Task goal
Copy, from the data below, every line that has "RwLock" in it.

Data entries
======

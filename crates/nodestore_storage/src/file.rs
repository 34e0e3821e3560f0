//! File-based backing store: one file per record.
//!
//! Directory layout:
//!
//! ```text
//! <store_dir>/
//! ├─ LOCK          # Advisory lock held while the store is open
//! ├─ idgen         # Next-id counter (decimal text)
//! └─ <id>.node     # One serialized record per node id
//! ```

use crate::backend::{validate_record_id, BackingStore};
use crate::error::{StorageError, StorageResult};
use crate::txn::{StagedWrite, StoreTxn};
use fs2::FileExt;
use parking_lot::{Mutex, RwLock};
use std::collections::HashSet;
use std::fs::{self, File, OpenOptions};
use std::io::{self, Write};
use std::path::{Path, PathBuf};
use std::sync::atomic::{AtomicU64, Ordering};
use tracing::debug;

/// File extension of record files.
pub const RECORD_EXTENSION: &str = "node";
const LOCK_FILE: &str = "LOCK";
const IDGEN_FILE: &str = "idgen";

/// A file-based backing store.
///
/// Each record lives in its own `<id>.node` file. Committed writes go to a
/// temporary file first and are renamed into place, so a reader never sees a
/// half-written record.
///
/// # Thread Safety
///
/// Commits are serialized by an internal lock; reads take no lock.
/// The directory itself is locked with an exclusive advisory lock so only
/// one process can open it.
///
/// # Example
///
/// ```no_run
/// use nodestore_storage::{BackingStore, FileStore};
/// use std::path::Path;
///
/// let store = FileStore::open(Path::new("db")).unwrap();
/// let mut txn = store.begin().unwrap();
/// store.save_record(&mut txn, "2", b"record").unwrap();
/// store.commit(txn).unwrap();
/// ```
#[derive(Debug)]
pub struct FileStore {
    dir: PathBuf,
    _lock_file: File,
    commit_lock: Mutex<()>,
    next_txid: AtomicU64,
    active: RwLock<HashSet<u64>>,
}

impl FileStore {
    /// Opens or creates a store in the given directory.
    ///
    /// # Errors
    ///
    /// Returns [`StorageError::Locked`] if another process holds the
    /// directory, or an I/O error if it cannot be created.
    pub fn open(dir: &Path) -> StorageResult<Self> {
        fs::create_dir_all(dir)?;
        if !dir.is_dir() {
            return Err(StorageError::Io(io::Error::new(
                io::ErrorKind::InvalidInput,
                format!("not a directory: {}", dir.display()),
            )));
        }

        let lock_file = OpenOptions::new()
            .read(true)
            .write(true)
            .create(true)
            .truncate(false)
            .open(dir.join(LOCK_FILE))?;
        if lock_file.try_lock_exclusive().is_err() {
            return Err(StorageError::Locked(dir.to_path_buf()));
        }

        Ok(Self {
            dir: dir.to_path_buf(),
            _lock_file: lock_file,
            commit_lock: Mutex::new(()),
            next_txid: AtomicU64::new(0),
            active: RwLock::new(HashSet::new()),
        })
    }

    /// Returns the store directory.
    #[must_use]
    pub fn path(&self) -> &Path {
        &self.dir
    }

    /// Returns the path of the file holding a record.
    #[must_use]
    pub fn record_path(&self, id: &str) -> PathBuf {
        self.dir.join(format!("{id}.{RECORD_EXTENSION}"))
    }

    /// Returns the total size in bytes of all record files.
    ///
    /// # Errors
    ///
    /// Returns an error if the directory cannot be read.
    pub fn total_size(&self) -> StorageResult<u64> {
        let mut total = 0;
        for id in self.record_ids()? {
            total += fs::metadata(self.record_path(&id))?.len();
        }
        Ok(total)
    }

    fn finish(&self, txn: &StoreTxn) -> StorageResult<()> {
        if self.active.write().remove(&txn.id()) {
            Ok(())
        } else {
            Err(StorageError::UnknownTransaction(txn.id()))
        }
    }

    fn write_atomically(&self, target: &Path, data: &[u8]) -> StorageResult<()> {
        let tmp = self.dir.join(format!(".{}.tmp", uuid::Uuid::new_v4()));
        let result = (|| {
            let mut file = File::create(&tmp)?;
            file.write_all(data)?;
            file.sync_all()?;
            fs::rename(&tmp, target)
        })();
        if result.is_err() {
            let _ = fs::remove_file(&tmp);
        }
        result.map_err(StorageError::from)
    }

    fn read_committed_idgen(&self) -> StorageResult<Option<u64>> {
        match fs::read_to_string(self.dir.join(IDGEN_FILE)) {
            Ok(text) => text
                .trim()
                .parse::<u64>()
                .map(Some)
                .map_err(|e| StorageError::Corrupted(format!("id generator file: {e}"))),
            Err(e) if e.kind() == io::ErrorKind::NotFound => Ok(None),
            Err(e) => Err(e.into()),
        }
    }
}

impl BackingStore for FileStore {
    fn begin(&self) -> StorageResult<StoreTxn> {
        let id = self.next_txid.fetch_add(1, Ordering::SeqCst) + 1;
        self.active.write().insert(id);
        Ok(StoreTxn::new(id))
    }

    fn commit(&self, txn: StoreTxn) -> StorageResult<()> {
        self.finish(&txn)?;
        let txid = txn.id();
        let (writes, idgen) = txn.into_writes();

        let _guard = self.commit_lock.lock();
        for (id, write) in &writes {
            let path = self.record_path(id);
            match write {
                StagedWrite::Save(data) => self.write_atomically(&path, data)?,
                StagedWrite::Delete => match fs::remove_file(&path) {
                    Ok(()) => {}
                    Err(e) if e.kind() == io::ErrorKind::NotFound => {}
                    Err(e) => return Err(e.into()),
                },
            }
        }
        if let Some(value) = idgen {
            self.write_atomically(&self.dir.join(IDGEN_FILE), value.to_string().as_bytes())?;
        }

        debug!(txid, writes = writes.len(), "file store commit");
        Ok(())
    }

    fn abort(&self, txn: StoreTxn) -> StorageResult<()> {
        self.finish(&txn)
    }

    fn get_record(&self, txn: &StoreTxn, id: &str) -> StorageResult<Option<Vec<u8>>> {
        validate_record_id(id)?;
        match txn.staged(id) {
            Some(StagedWrite::Save(data)) => return Ok(Some(data.clone())),
            Some(StagedWrite::Delete) => return Ok(None),
            None => {}
        }
        match fs::read(self.record_path(id)) {
            Ok(data) => Ok(Some(data)),
            Err(e) if e.kind() == io::ErrorKind::NotFound => Ok(None),
            Err(e) => Err(e.into()),
        }
    }

    fn save_record(&self, txn: &mut StoreTxn, id: &str, data: &[u8]) -> StorageResult<()> {
        validate_record_id(id)?;
        txn.stage_save(id, data);
        Ok(())
    }

    fn delete_record(&self, txn: &mut StoreTxn, id: &str) -> StorageResult<()> {
        validate_record_id(id)?;
        txn.stage_delete(id);
        Ok(())
    }

    fn get_id_generator(&self, txn: &StoreTxn) -> StorageResult<Option<u64>> {
        match txn.staged_id_generator() {
            Some(value) => Ok(Some(value)),
            None => self.read_committed_idgen(),
        }
    }

    fn save_id_generator(&self, txn: &mut StoreTxn, value: u64) -> StorageResult<()> {
        txn.stage_id_generator(value);
        Ok(())
    }

    fn record_ids(&self) -> StorageResult<Vec<String>> {
        let mut ids = Vec::new();
        for entry in fs::read_dir(&self.dir)? {
            let path = entry?.path();
            if path.extension().and_then(|e| e.to_str()) != Some(RECORD_EXTENSION) {
                continue;
            }
            if let Some(stem) = path.file_stem().and_then(|s| s.to_str()) {
                if !stem.starts_with('.') {
                    ids.push(stem.to_string());
                }
            }
        }
        ids.sort();
        Ok(ids)
    }
}

#[cfg(test)]
mod tests {
    use super::*;
    use tempfile::tempdir;

    #[test]
    fn file_create_new() {
        let dir = tempdir().unwrap();
        let path = dir.path().join("store");

        let store = FileStore::open(&path).unwrap();
        assert!(path.join(LOCK_FILE).exists());
        assert!(store.record_ids().unwrap().is_empty());
    }

    #[test]
    fn file_commit_writes_one_file_per_record() {
        let dir = tempdir().unwrap();
        let store = FileStore::open(dir.path()).unwrap();

        let mut txn = store.begin().unwrap();
        store.save_record(&mut txn, "0", b"root").unwrap();
        store.save_record(&mut txn, "17", b"child").unwrap();
        assert!(!store.record_path("0").exists());
        store.commit(txn).unwrap();

        assert!(store.record_path("0").exists());
        assert!(store.record_path("17").exists());
        assert_eq!(store.record_ids().unwrap(), vec!["0", "17"]);
        assert_eq!(store.total_size().unwrap(), 9);
    }

    #[test]
    fn file_abort_leaves_no_trace() {
        let dir = tempdir().unwrap();
        let store = FileStore::open(dir.path()).unwrap();

        let mut txn = store.begin().unwrap();
        store.save_record(&mut txn, "5", b"data").unwrap();
        store.abort(txn).unwrap();

        assert!(!store.record_path("5").exists());
    }

    #[test]
    fn file_delete_missing_record_is_ok() {
        let dir = tempdir().unwrap();
        let store = FileStore::open(dir.path()).unwrap();

        let mut txn = store.begin().unwrap();
        store.delete_record(&mut txn, "nope").unwrap();
        store.commit(txn).unwrap();
    }

    #[test]
    fn file_delete_removes_record() {
        let dir = tempdir().unwrap();
        let store = FileStore::open(dir.path()).unwrap();

        let mut txn = store.begin().unwrap();
        store.save_record(&mut txn, "3", b"x").unwrap();
        store.commit(txn).unwrap();

        let mut txn = store.begin().unwrap();
        store.delete_record(&mut txn, "3").unwrap();
        store.commit(txn).unwrap();

        let txn = store.begin().unwrap();
        assert_eq!(store.get_record(&txn, "3").unwrap(), None);
    }

    #[test]
    fn file_id_generator_persists_across_reopen() {
        let dir = tempdir().unwrap();
        {
            let store = FileStore::open(dir.path()).unwrap();
            let mut txn = store.begin().unwrap();
            store.save_id_generator(&mut txn, 1234).unwrap();
            store.commit(txn).unwrap();
        }

        let store = FileStore::open(dir.path()).unwrap();
        let txn = store.begin().unwrap();
        assert_eq!(store.get_id_generator(&txn).unwrap(), Some(1234));
    }

    #[test]
    fn file_corrupt_id_generator_is_reported() {
        let dir = tempdir().unwrap();
        let store = FileStore::open(dir.path()).unwrap();
        fs::write(dir.path().join(IDGEN_FILE), "not a number").unwrap();

        let txn = store.begin().unwrap();
        assert!(matches!(
            store.get_id_generator(&txn),
            Err(StorageError::Corrupted(_))
        ));
    }

    #[test]
    fn file_second_open_is_locked() {
        let dir = tempdir().unwrap();
        let _store = FileStore::open(dir.path()).unwrap();

        let result = FileStore::open(dir.path());
        assert!(matches!(result, Err(StorageError::Locked(_))));
    }

    #[test]
    fn file_rejects_invalid_ids() {
        let dir = tempdir().unwrap();
        let store = FileStore::open(dir.path()).unwrap();
        let mut txn = store.begin().unwrap();

        let result = store.save_record(&mut txn, "../escape", b"x");
        assert!(matches!(result, Err(StorageError::InvalidRecordId(_))));
    }
}
//! Relational bridge.
//!
//! A [`DataSource`] hands out [`Connection`]s; statements are always
//! parameterized and values cross the boundary as [`SqlValue`]. Conversion
//! between property values and SQL values is table-driven by [`SqlType`]
//! category (see [`bind_value`] and [`read_value`]).

mod statement;
mod value;

#[cfg(feature = "sqlite")]
mod sqlite;

pub use statement::{quote_literal, validate_identifier, validate_order, SelectBuilder, Statement};
pub use value::{bind_value, read_value, SqlCategory, SqlType, SqlValue};

#[cfg(feature = "sqlite")]
pub use sqlite::{SqliteConnection, SqliteDataSource};

use thiserror::Error;

/// Result type for relational bridge operations.
pub type SqlResult<T> = Result<T, SqlError>;

/// One result row, columns in select order.
pub type Row = Vec<SqlValue>;

/// Default limit for text bound as a plain string before switching to a
/// character large object.
pub const DEFAULT_MAX_TEXT_LEN: usize = 4000;

/// Errors raised by the relational bridge.
#[derive(Debug, Error)]
pub enum SqlError {
    /// A statement failed to execute.
    #[error("statement failed: {message} [{sql}]")]
    Statement {
        /// The statement text.
        sql: String,
        /// Driver message.
        message: String,
    },

    /// Connecting to a datasource failed.
    #[error("connection failed: {0}")]
    Connection(String),

    /// A value could not be converted.
    #[error("type error: {0}")]
    Type(String),

    /// No datasource is registered under the name.
    #[error("unknown datasource: {0}")]
    UnknownDataSource(String),

    /// SQLite driver error.
    #[cfg(feature = "sqlite")]
    #[error("sqlite error: {0}")]
    Sqlite(#[from] rusqlite::Error),
}

impl SqlError {
    /// Creates a statement error.
    pub fn statement(sql: impl Into<String>, message: impl Into<String>) -> Self {
        Self::Statement {
            sql: sql.into(),
            message: message.into(),
        }
    }
}

/// An open database connection.
pub trait Connection: Send {
    /// Executes a data-modifying statement, returning the affected row count.
    ///
    /// # Errors
    ///
    /// Returns an error if the statement fails.
    fn execute(&mut self, sql: &str, params: &[SqlValue]) -> SqlResult<usize>;

    /// Runs a query. `max_rows == 0` means no limit.
    ///
    /// # Errors
    ///
    /// Returns an error if the query fails.
    fn query(&mut self, sql: &str, params: &[SqlValue], max_rows: usize) -> SqlResult<Vec<Row>>;

    /// Longest text bound as a plain string.
    fn max_text_len(&self) -> usize {
        DEFAULT_MAX_TEXT_LEN
    }

    /// Draws the next value from a database sequence.
    ///
    /// # Errors
    ///
    /// Returns an error if the sequence query fails or returns no number.
    fn next_sequence_value(&mut self, sequence: &str) -> SqlResult<i64> {
        validate_identifier(sequence).map_err(SqlError::Type)?;
        let sql = format!("SELECT {sequence}.nextval FROM dual");
        let rows = self.query(&sql, &[], 1)?;
        rows.first()
            .and_then(|row| row.first())
            .and_then(SqlValue::as_i64)
            .ok_or_else(|| SqlError::statement(sql, "sequence returned no value"))
    }

    /// Closes the connection.
    ///
    /// # Errors
    ///
    /// Returns an error if the driver fails to close cleanly.
    fn close(&mut self) -> SqlResult<()> {
        Ok(())
    }
}

/// A named source of connections.
pub trait DataSource: Send + Sync {
    /// Datasource name, as referenced by mappings.
    fn name(&self) -> &str;

    /// Opens a new connection.
    ///
    /// # Errors
    ///
    /// Returns an error if the connection cannot be established.
    fn connect(&self) -> SqlResult<Box<dyn Connection>>;
}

======

Answer section
use parking_lot::{Mutex, RwLock};
    active: RwLock<HashSet<u64>>,
            active: RwLock::new(HashSet::new()),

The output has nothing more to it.